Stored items
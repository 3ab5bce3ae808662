//! Event reader — routes pushed events away from request/response traffic.
//!
//! Replies and asynchronous events share one stream. The reader runs a
//! receive loop on its own task: `6xx` events go to a pluggable
//! [`EventHandler`], everything else is queued for whoever is waiting in
//! [`EventReader::msg`].
//!
//! ```text
//!             ┌──────────────┐  650 ...  ┌──────────────┐
//!  socket ───▶│ receive loop │──────────▶│ EventHandler │
//!             └──────┬───────┘           └──────────────┘
//!                    │ 250 ... / 5xx ...
//!             ┌──────▼───────┐
//!             │ reply queue  │──▶ msg()
//!             └──────────────┘
//! ```

use std::panic::{AssertUnwindSafe, catch_unwind};
use std::sync::Arc;

use tokio::sync::{Mutex, mpsc};
use tokio::task::JoinHandle;
use tracing::{debug, warn};

use onionctl_config::ReaderConfig;

use crate::controller::BaseController;
use crate::error::{ControlError, Result};
use crate::message::{ControlMessage, Request};

/// Receives asynchronous events.
///
/// Called on the receive loop's task; a slow handler delays delivery of
/// later replies and events.
pub trait EventHandler: Send + Sync + 'static {
    fn handle_event(&self, event: ControlMessage);
}

impl<F> EventHandler for F
where
    F: Fn(ControlMessage) + Send + Sync + 'static,
{
    fn handle_event(&self, event: ControlMessage) {
        self(event)
    }
}

/// Reply side of the reader, guarded as one unit.
struct Replies {
    queue: mpsc::Receiver<ControlMessage>,
    /// Replies still owed to `msg` calls that were cancelled after sending.
    orphaned: usize,
}

impl Replies {
    fn discard_queued(&mut self) {
        while let Ok(reply) = self.queue.try_recv() {
            self.discard(&reply);
        }
    }

    fn discard(&mut self, reply: &ControlMessage) {
        if self.orphaned > 0 {
            self.orphaned -= 1;
            debug!(
                status = reply.status_code(),
                "discarding reply to a cancelled request"
            );
        } else {
            warn!(
                status = reply.status_code(),
                "discarding reply that arrived with no request pending"
            );
        }
    }
}

/// Background receive loop plus the request/response exchange built on it.
///
/// A reader serves one connection. Start it after the controller is
/// connected; the loop ends when that connection does, and a reconnected
/// controller needs a new reader. Dropping the reader stops the loop.
pub struct EventReader {
    controller: Arc<BaseController>,
    /// Also serializes `msg` so replies pair with requests in order.
    replies: Mutex<Replies>,
    task: JoinHandle<()>,
}

impl EventReader {
    pub fn spawn(
        controller: Arc<BaseController>,
        handler: impl EventHandler,
        config: &ReaderConfig,
    ) -> Self {
        let (reply_tx, reply_rx) = mpsc::channel(config.reply_queue.max(1));
        let task = tokio::spawn(receive_loop(Arc::clone(&controller), handler, reply_tx));

        Self {
            controller,
            replies: Mutex::new(Replies {
                queue: reply_rx,
                orphaned: 0,
            }),
            task,
        }
    }

    /// Send a request and wait for its reply.
    ///
    /// Fails with [`ControlError::ConnectionClosed`] without writing anything
    /// once the receive loop has ended, and if the connection goes away
    /// before a reply arrives. Cancelling a call after its request went out
    /// is safe: the next call skips the orphaned reply.
    pub async fn msg(&self, request: impl Into<Request>) -> Result<ControlMessage> {
        let mut replies = self.replies.lock().await;
        if replies.queue.is_closed() || self.task.is_finished() {
            return Err(ControlError::ConnectionClosed);
        }
        replies.discard_queued();

        self.controller.send(request).await?;

        // Counted as orphaned until taken, so a cancelled wait leaves the
        // count right for the next caller.
        replies.orphaned += 1;
        loop {
            let reply = replies
                .queue
                .recv()
                .await
                .ok_or(ControlError::ConnectionClosed)?;
            if replies.orphaned == 1 {
                replies.orphaned = 0;
                return Ok(reply);
            }
            replies.discard(&reply);
        }
    }

    pub fn controller(&self) -> &Arc<BaseController> {
        &self.controller
    }

    /// Whether the receive loop is still running.
    pub fn is_running(&self) -> bool {
        !self.task.is_finished()
    }

    /// Stop the receive loop. The connection itself is left open.
    pub fn shutdown(&self) {
        self.task.abort();
    }
}

impl Drop for EventReader {
    fn drop(&mut self) {
        self.task.abort();
    }
}

async fn receive_loop(
    controller: Arc<BaseController>,
    handler: impl EventHandler,
    replies: mpsc::Sender<ControlMessage>,
) {
    loop {
        match controller.recv().await {
            Ok(message) if message.is_event() => {
                let status = message.status_code().to_string();
                if catch_unwind(AssertUnwindSafe(|| handler.handle_event(message))).is_err() {
                    warn!(status = %status, "event handler panicked");
                }
            }
            Ok(message) => {
                if replies.send(message).await.is_err() {
                    break;
                }
            }
            Err(ControlError::Protocol(e)) => {
                warn!(error = %e, "skipping malformed control message");
            }
            Err(e) => {
                debug!(error = %e, "event reader stopping");
                break;
            }
        }
    }
}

> **WHAT THIS TASK INVOLVES**: Return all of the entries exactly as they were supplied.

> **EXERCISE RESULT**:
repository 3ab5bce3ae808662
//! Event reader — routes pushed events away from request/response traffic.
//!
//! Replies and asynchronous events share one stream. The reader runs a
//! receive loop on its own task: `6xx` events go to a pluggable
//! [`EventHandler`], everything else is queued for whoever is waiting in
//! [`EventReader::msg`].
//!
//! ```text
//!             ┌──────────────┐  650 ...  ┌──────────────┐
//!  socket ───▶│ receive loop │──────────▶│ EventHandler │
//!             └──────┬───────┘           └──────────────┘
//!                    │ 250 ... / 5xx ...
//!             ┌──────▼───────┐
//!             │ reply queue  │──▶ msg()
//!             └──────────────┘
//! ```

use std::panic::{AssertUnwindSafe, catch_unwind};
use std::sync::Arc;

use tokio::sync::{Mutex, mpsc};
use tokio::task::JoinHandle;
use tracing::{debug, warn};

use onionctl_config::ReaderConfig;

use crate::controller::BaseController;
use crate::error::{ControlError, Result};
use crate::message::{ControlMessage, Request};

/// Receives asynchronous events.
///
/// Called on the receive loop's task; a slow handler delays delivery of
/// later replies and events.
pub trait EventHandler: Send + Sync + 'static {
    fn handle_event(&self, event: ControlMessage);
}

impl<F> EventHandler for F
where
    F: Fn(ControlMessage) + Send + Sync + 'static,
{
    fn handle_event(&self, event: ControlMessage) {
        self(event)
    }
}

/// Reply side of the reader, guarded as one unit.
struct Replies {
    queue: mpsc::Receiver<ControlMessage>,
    /// Replies still owed to `msg` calls that were cancelled after sending.
    orphaned: usize,
}

impl Replies {
    fn discard_queued(&mut self) {
        while let Ok(reply) = self.queue.try_recv() {
            self.discard(&reply);
        }
    }

    fn discard(&mut self, reply: &ControlMessage) {
        if self.orphaned > 0 {
            self.orphaned -= 1;
            debug!(
                status = reply.status_code(),
                "discarding reply to a cancelled request"
            );
        } else {
            warn!(
                status = reply.status_code(),
                "discarding reply that arrived with no request pending"
            );
        }
    }
}

/// Background receive loop plus the request/response exchange built on it.
///
/// A reader serves one connection. Start it after the controller is
/// connected; the loop ends when that connection does, and a reconnected
/// controller needs a new reader. Dropping the reader stops the loop.
pub struct EventReader {
    controller: Arc<BaseController>,
    /// Also serializes `msg` so replies pair with requests in order.
    replies: Mutex<Replies>,
    task: JoinHandle<()>,
}

impl EventReader {
    pub fn spawn(
        controller: Arc<BaseController>,
        handler: impl EventHandler,
        config: &ReaderConfig,
    ) -> Self {
        let (reply_tx, reply_rx) = mpsc::channel(config.reply_queue.max(1));
        let task = tokio::spawn(receive_loop(Arc::clone(&controller), handler, reply_tx));

        Self {
            controller,
            replies: Mutex::new(Replies {
                queue: reply_rx,
                orphaned: 0,
            }),
            task,
        }
    }

    /// Send a request and wait for its reply.
    ///
    /// Fails with [`ControlError::ConnectionClosed`] without writing anything
    /// once the receive loop has ended, and if the connection goes away
    /// before a reply arrives. Cancelling a call after its request went out
    /// is safe: the next call skips the orphaned reply.
    pub async fn msg(&self, request: impl Into<Request>) -> Result<ControlMessage> {
        let mut replies = self.replies.lock().await;
        if replies.queue.is_closed() || self.task.is_finished() {
            return Err(ControlError::ConnectionClosed);
        }
        replies.discard_queued();

        self.controller.send(request).await?;

        // Counted as orphaned until taken, so a cancelled wait leaves the
        // count right for the next caller.
        replies.orphaned += 1;
        loop {
            let reply = replies
                .queue
                .recv()
                .await
                .ok_or(ControlError::ConnectionClosed)?;
            if replies.orphaned == 1 {
                replies.orphaned = 0;
                return Ok(reply);
            }
            replies.discard(&reply);
        }
    }

    pub fn controller(&self) -> &Arc<BaseController> {
        &self.controller
    }

    /// Whether the receive loop is still running.
    pub fn is_running(&self) -> bool {
        !self.task.is_finished()
    }

    /// Stop the receive loop. The connection itself is left open.
    pub fn shutdown(&self) {
        self.task.abort();
    }
}

impl Drop for EventReader {
    fn drop(&mut self) {
        self.task.abort();
    }
}

async fn receive_loop(
    controller: Arc<BaseController>,
    handler: impl EventHandler,
    replies: mpsc::Sender<ControlMessage>,
) {
    loop {
        match controller.recv().await {
            Ok(message) if message.is_event() => {
                let status = message.status_code().to_string();
                if catch_unwind(AssertUnwindSafe(|| handler.handle_event(message))).is_err() {
                    warn!(status = %status, "event handler panicked");
                }
            }
            Ok(message) => {
                if replies.send(message).await.is_err() {
                    break;
                }
            }
            Err(ControlError::Protocol(e)) => {
                warn!(error = %e, "skipping malformed control message");
            }
            Err(e) => {
                debug!(error = %e, "event reader stopping");
                break;
            }
        }
    }
}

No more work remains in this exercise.